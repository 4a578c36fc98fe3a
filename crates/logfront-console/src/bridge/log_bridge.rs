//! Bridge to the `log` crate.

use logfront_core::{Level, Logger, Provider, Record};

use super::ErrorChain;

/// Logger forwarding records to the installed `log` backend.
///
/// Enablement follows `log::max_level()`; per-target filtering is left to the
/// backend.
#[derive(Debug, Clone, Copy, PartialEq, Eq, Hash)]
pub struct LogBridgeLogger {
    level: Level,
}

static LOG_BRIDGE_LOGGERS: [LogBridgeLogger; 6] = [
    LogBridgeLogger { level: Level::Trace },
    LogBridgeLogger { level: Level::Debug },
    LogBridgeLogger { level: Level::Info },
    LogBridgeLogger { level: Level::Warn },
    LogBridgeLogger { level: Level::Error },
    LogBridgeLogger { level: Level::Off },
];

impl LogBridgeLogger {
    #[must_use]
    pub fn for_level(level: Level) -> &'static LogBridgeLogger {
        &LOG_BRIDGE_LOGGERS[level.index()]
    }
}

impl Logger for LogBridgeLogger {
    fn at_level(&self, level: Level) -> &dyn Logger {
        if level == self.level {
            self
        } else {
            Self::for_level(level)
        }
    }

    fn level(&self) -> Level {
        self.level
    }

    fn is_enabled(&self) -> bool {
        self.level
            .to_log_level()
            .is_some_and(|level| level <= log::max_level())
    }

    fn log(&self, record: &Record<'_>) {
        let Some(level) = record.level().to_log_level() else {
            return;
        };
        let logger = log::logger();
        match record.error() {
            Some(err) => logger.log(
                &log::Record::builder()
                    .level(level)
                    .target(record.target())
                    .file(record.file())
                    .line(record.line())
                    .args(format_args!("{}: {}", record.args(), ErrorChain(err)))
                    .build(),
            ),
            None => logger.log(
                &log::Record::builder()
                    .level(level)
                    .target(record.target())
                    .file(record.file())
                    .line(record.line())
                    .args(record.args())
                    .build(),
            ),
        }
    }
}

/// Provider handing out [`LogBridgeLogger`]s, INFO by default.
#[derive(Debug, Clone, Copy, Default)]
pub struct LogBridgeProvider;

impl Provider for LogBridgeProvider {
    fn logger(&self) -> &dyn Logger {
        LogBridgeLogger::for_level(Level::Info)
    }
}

━━━━━━━━

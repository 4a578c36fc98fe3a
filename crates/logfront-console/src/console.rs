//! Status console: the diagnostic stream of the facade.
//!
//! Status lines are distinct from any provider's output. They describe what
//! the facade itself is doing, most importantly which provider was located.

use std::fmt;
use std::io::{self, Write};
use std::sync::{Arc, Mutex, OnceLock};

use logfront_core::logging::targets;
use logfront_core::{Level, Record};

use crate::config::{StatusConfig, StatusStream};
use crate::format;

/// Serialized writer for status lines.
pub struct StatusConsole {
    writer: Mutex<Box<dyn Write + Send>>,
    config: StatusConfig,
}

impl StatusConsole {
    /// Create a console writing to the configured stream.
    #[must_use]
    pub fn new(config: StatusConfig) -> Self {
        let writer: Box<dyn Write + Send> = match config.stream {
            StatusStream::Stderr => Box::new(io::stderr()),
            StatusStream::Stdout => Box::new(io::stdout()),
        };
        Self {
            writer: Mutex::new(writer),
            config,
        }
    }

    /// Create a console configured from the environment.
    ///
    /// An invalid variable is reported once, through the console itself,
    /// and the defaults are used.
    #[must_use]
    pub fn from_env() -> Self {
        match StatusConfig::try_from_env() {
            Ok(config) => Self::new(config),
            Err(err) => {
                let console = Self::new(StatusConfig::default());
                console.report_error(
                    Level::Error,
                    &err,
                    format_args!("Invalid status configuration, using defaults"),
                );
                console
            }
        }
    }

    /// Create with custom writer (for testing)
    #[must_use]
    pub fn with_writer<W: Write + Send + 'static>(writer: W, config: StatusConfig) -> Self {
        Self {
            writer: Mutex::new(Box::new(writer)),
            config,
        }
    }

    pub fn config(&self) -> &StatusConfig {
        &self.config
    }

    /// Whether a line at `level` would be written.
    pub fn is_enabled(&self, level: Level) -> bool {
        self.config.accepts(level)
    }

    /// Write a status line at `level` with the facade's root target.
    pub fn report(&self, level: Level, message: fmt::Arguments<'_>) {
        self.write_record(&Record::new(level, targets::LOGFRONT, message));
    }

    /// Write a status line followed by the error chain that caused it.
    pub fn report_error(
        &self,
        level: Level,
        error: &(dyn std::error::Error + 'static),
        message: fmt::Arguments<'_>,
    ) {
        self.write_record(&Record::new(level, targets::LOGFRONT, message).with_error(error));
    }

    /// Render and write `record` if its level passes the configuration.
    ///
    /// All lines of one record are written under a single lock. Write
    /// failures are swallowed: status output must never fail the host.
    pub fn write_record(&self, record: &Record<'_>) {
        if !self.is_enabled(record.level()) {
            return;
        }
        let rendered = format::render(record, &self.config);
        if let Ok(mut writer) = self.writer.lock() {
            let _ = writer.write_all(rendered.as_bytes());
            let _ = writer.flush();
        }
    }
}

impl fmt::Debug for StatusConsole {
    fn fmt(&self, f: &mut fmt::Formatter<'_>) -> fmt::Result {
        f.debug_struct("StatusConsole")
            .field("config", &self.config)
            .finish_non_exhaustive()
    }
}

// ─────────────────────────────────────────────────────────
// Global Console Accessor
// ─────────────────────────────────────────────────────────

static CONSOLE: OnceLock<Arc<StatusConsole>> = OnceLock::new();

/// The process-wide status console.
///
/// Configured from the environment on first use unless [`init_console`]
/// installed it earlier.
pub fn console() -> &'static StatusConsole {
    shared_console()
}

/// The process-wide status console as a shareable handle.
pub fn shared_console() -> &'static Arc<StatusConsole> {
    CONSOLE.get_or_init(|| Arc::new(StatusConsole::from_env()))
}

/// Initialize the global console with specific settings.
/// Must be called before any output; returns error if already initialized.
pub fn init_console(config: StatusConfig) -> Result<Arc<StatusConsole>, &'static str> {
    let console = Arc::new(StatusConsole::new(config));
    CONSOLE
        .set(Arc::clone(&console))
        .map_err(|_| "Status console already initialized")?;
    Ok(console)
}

━━━━━━━━

### Aim of the exercise
What lines above hold the word "defaults"? Pull each one out.

### Answer to this exercise
    /// and the defaults are used.
                    format_args!("Invalid status configuration, using defaults"),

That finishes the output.